**Task details**.
The answer must be every entry, retyped without a single difference.

**Data under study**.
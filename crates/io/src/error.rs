use plypick_core::Cancelled;
use thiserror::Error;

/// Errors raised while parsing a PLY header or decoding its vertex body.
#[derive(Debug, Error)]
pub enum PlyError {
    #[error("I/O error: {0}")]
    Io(#[from] std::io::Error),

    #[error("magic mismatch: expected 'ply', found {found:?}")]
    MagicMismatch { found: String },

    #[error("unsupported data format {found:?}, expected 'format binary_little_endian 1.0'")]
    UnsupportedFormat { found: String },

    #[error("header ended before 'end_header'")]
    MissingEndHeader,

    #[error("malformed header line {line:?}: {reason}")]
    MalformedLine { line: String, reason: &'static str },

    #[error("unsupported property type in {line:?}")]
    UnsupportedPropertyType { line: String },

    #[error("property width does not match its type in {line:?}")]
    PropertyWidthMismatch { line: String },

    #[error("invalid vertex count {found:?}")]
    InvalidVertexCount { found: String },

    #[error("header declares no vertex element")]
    MissingVertexCount,

    #[error("body ended at vertex {vertex} of {vertex_count}")]
    UnexpectedEof { vertex: u64, vertex_count: u64 },

    #[error("decode cancelled")]
    Cancelled,
}

impl PlyError {
    /// Whether this is a problem with the file's header rather than with
    /// reading it.
    pub fn is_format_error(&self) -> bool {
        matches!(
            self,
            PlyError::MagicMismatch { .. }
                | PlyError::UnsupportedFormat { .. }
                | PlyError::MissingEndHeader
                | PlyError::MalformedLine { .. }
                | PlyError::UnsupportedPropertyType { .. }
                | PlyError::PropertyWidthMismatch { .. }
                | PlyError::InvalidVertexCount { .. }
                | PlyError::MissingVertexCount
        )
    }
}

impl From<Cancelled> for PlyError {
    fn from(_: Cancelled) -> Self {
        PlyError::Cancelled
    }
}

pub type PlyResult<T> = Result<T, PlyError>;
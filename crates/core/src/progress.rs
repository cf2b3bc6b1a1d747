//! Progress reporting and cooperative cancellation for the load pipeline.

use std::sync::atomic::{AtomicBool, Ordering};
use std::sync::Arc;

/// The three phases of a load, in the order they run.
#[derive(Debug, Clone, Copy, PartialEq, Eq, Hash)]
pub enum LoadStage {
    Reading,
    Generating,
    CalculatingOctree,
}

impl LoadStage {
    pub fn label(self) -> &'static str {
        match self {
            LoadStage::Reading => "reading",
            LoadStage::Generating => "generating",
            LoadStage::CalculatingOctree => "calculating octree",
        }
    }
}

impl std::fmt::Display for LoadStage {
    fn fmt(&self, f: &mut std::fmt::Formatter<'_>) -> std::fmt::Result {
        f.pad(self.label())
    }
}

/// Receives best-effort progress. Within a stage, `fraction` never decreases
/// and stays in `0.0..=1.0`.
///
/// Implementations must return quickly; the decoder calls this once per
/// record.
pub trait ProgressSink: Send + Sync {
    fn report(&self, stage: LoadStage, fraction: f32);
}

/// Discards every report.
#[derive(Debug, Clone, Copy, Default)]
pub struct NoProgress;

impl ProgressSink for NoProgress {
    fn report(&self, _stage: LoadStage, _fraction: f32) {}
}

impl<F> ProgressSink for F
where
    F: Fn(LoadStage, f32) + Send + Sync,
{
    fn report(&self, stage: LoadStage, fraction: f32) {
        self(stage, fraction)
    }
}

/// Shared cancellation flag. Clones observe the same flag.
#[derive(Debug, Clone, Default)]
pub struct CancelFlag(Arc<AtomicBool>);

impl CancelFlag {
    pub fn new() -> Self {
        Self::default()
    }

    pub fn cancel(&self) {
        self.0.store(true, Ordering::Release);
    }

    pub fn is_cancelled(&self) -> bool {
        self.0.load(Ordering::Acquire)
    }

    /// `Err(Cancelled)` once [`cancel`](Self::cancel) has been called.
    pub fn check(&self) -> Result<(), Cancelled> {
        if self.is_cancelled() {
            Err(Cancelled)
        } else {
            Ok(())
        }
    }
}

#[derive(Debug, Clone, Copy, PartialEq, Eq, thiserror::Error)]
#[error("operation cancelled")]
pub struct Cancelled;
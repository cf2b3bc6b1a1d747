use std::io;
use std::path::{Path, PathBuf};

use plypick_core::Cancelled;
use plypick_io::PlyError;
use thiserror::Error;

/// Why a load did not publish a new point cloud. The previously published
/// cloud, if any, stays in place.
#[derive(Debug, Error)]
pub enum LoadError {
    #[error("point cloud file not found: {}", path.display())]
    FileNotFound { path: PathBuf },

    #[error(transparent)]
    Ply(#[from] PlyError),

    #[error("load cancelled")]
    Cancelled,

    #[error("load worker panicked")]
    WorkerPanicked,
}

impl LoadError {
    pub(crate) fn from_ply(path: &Path, err: PlyError) -> Self {
        match err {
            PlyError::Io(e) if e.kind() == io::ErrorKind::NotFound => LoadError::FileNotFound {
                path: path.to_path_buf(),
            },
            PlyError::Cancelled => LoadError::Cancelled,
            other => LoadError::Ply(other),
        }
    }

    pub fn is_cancelled(&self) -> bool {
        matches!(self, LoadError::Cancelled)
    }
}

impl From<Cancelled> for LoadError {
    fn from(_: Cancelled) -> Self {
        LoadError::Cancelled
    }
}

**Reply**.
filename crates/io/src/error.rs
use plypick_core::Cancelled;
use thiserror::Error;

/// Errors raised while parsing a PLY header or decoding its vertex body.
#[derive(Debug, Error)]
pub enum PlyError {
    #[error("I/O error: {0}")]
    Io(#[from] std::io::Error),

    #[error("magic mismatch: expected 'ply', found {found:?}")]
    MagicMismatch { found: String },

    #[error("unsupported data format {found:?}, expected 'format binary_little_endian 1.0'")]
    UnsupportedFormat { found: String },

    #[error("header ended before 'end_header'")]
    MissingEndHeader,

    #[error("malformed header line {line:?}: {reason}")]
    MalformedLine { line: String, reason: &'static str },

    #[error("unsupported property type in {line:?}")]
    UnsupportedPropertyType { line: String },

    #[error("property width does not match its type in {line:?}")]
    PropertyWidthMismatch { line: String },

    #[error("invalid vertex count {found:?}")]
    InvalidVertexCount { found: String },

    #[error("header declares no vertex element")]
    MissingVertexCount,

    #[error("body ended at vertex {vertex} of {vertex_count}")]
    UnexpectedEof { vertex: u64, vertex_count: u64 },

    #[error("decode cancelled")]
    Cancelled,
}

impl PlyError {
    /// Whether this is a problem with the file's header rather than with
    /// reading it.
    pub fn is_format_error(&self) -> bool {
        matches!(
            self,
            PlyError::MagicMismatch { .. }
                | PlyError::UnsupportedFormat { .. }
                | PlyError::MissingEndHeader
                | PlyError::MalformedLine { .. }
                | PlyError::UnsupportedPropertyType { .. }
                | PlyError::PropertyWidthMismatch { .. }
                | PlyError::InvalidVertexCount { .. }
                | PlyError::MissingVertexCount
        )
    }
}

impl From<Cancelled> for PlyError {
    fn from(_: Cancelled) -> Self {
        PlyError::Cancelled
    }
}

pub type PlyResult<T> = Result<T, PlyError>;
filename crates/core/src/progress.rs
repository cf2b3bc6b1a1d747
//! Progress reporting and cooperative cancellation for the load pipeline.

use std::sync::atomic::{AtomicBool, Ordering};
use std::sync::Arc;

/// The three phases of a load, in the order they run.
#[derive(Debug, Clone, Copy, PartialEq, Eq, Hash)]
pub enum LoadStage {
    Reading,
    Generating,
    CalculatingOctree,
}

impl LoadStage {
    pub fn label(self) -> &'static str {
        match self {
            LoadStage::Reading => "reading",
            LoadStage::Generating => "generating",
            LoadStage::CalculatingOctree => "calculating octree",
        }
    }
}

impl std::fmt::Display for LoadStage {
    fn fmt(&self, f: &mut std::fmt::Formatter<'_>) -> std::fmt::Result {
        f.pad(self.label())
    }
}

/// Receives best-effort progress. Within a stage, `fraction` never decreases
/// and stays in `0.0..=1.0`.
///
/// Implementations must return quickly; the decoder calls this once per
/// record.
pub trait ProgressSink: Send + Sync {
    fn report(&self, stage: LoadStage, fraction: f32);
}

/// Discards every report.
#[derive(Debug, Clone, Copy, Default)]
pub struct NoProgress;

impl ProgressSink for NoProgress {
    fn report(&self, _stage: LoadStage, _fraction: f32) {}
}

impl<F> ProgressSink for F
where
    F: Fn(LoadStage, f32) + Send + Sync,
{
    fn report(&self, stage: LoadStage, fraction: f32) {
        self(stage, fraction)
    }
}

/// Shared cancellation flag. Clones observe the same flag.
#[derive(Debug, Clone, Default)]
pub struct CancelFlag(Arc<AtomicBool>);

impl CancelFlag {
    pub fn new() -> Self {
        Self::default()
    }

    pub fn cancel(&self) {
        self.0.store(true, Ordering::Release);
    }

    pub fn is_cancelled(&self) -> bool {
        self.0.load(Ordering::Acquire)
    }

    /// `Err(Cancelled)` once [`cancel`](Self::cancel) has been called.
    pub fn check(&self) -> Result<(), Cancelled> {
        if self.is_cancelled() {
            Err(Cancelled)
        } else {
            Ok(())
        }
    }
}

#[derive(Debug, Clone, Copy, PartialEq, Eq, thiserror::Error)]
#[error("operation cancelled")]
pub struct Cancelled;
repository cf2b3bc6b1a1d747
use std::io;
use std::path::{Path, PathBuf};

use plypick_core::Cancelled;
use plypick_io::PlyError;
use thiserror::Error;

/// Why a load did not publish a new point cloud. The previously published
/// cloud, if any, stays in place.
#[derive(Debug, Error)]
pub enum LoadError {
    #[error("point cloud file not found: {}", path.display())]
    FileNotFound { path: PathBuf },

    #[error(transparent)]
    Ply(#[from] PlyError),

    #[error("load cancelled")]
    Cancelled,

    #[error("load worker panicked")]
    WorkerPanicked,
}

impl LoadError {
    pub(crate) fn from_ply(path: &Path, err: PlyError) -> Self {
        match err {
            PlyError::Io(e) if e.kind() == io::ErrorKind::NotFound => LoadError::FileNotFound {
                path: path.to_path_buf(),
            },
            PlyError::Cancelled => LoadError::Cancelled,
            other => LoadError::Ply(other),
        }
    }

    pub fn is_cancelled(&self) -> bool {
        matches!(self, LoadError::Cancelled)
    }
}

impl From<Cancelled> for LoadError {
    fn from(_: Cancelled) -> Self {
        LoadError::Cancelled
    }
}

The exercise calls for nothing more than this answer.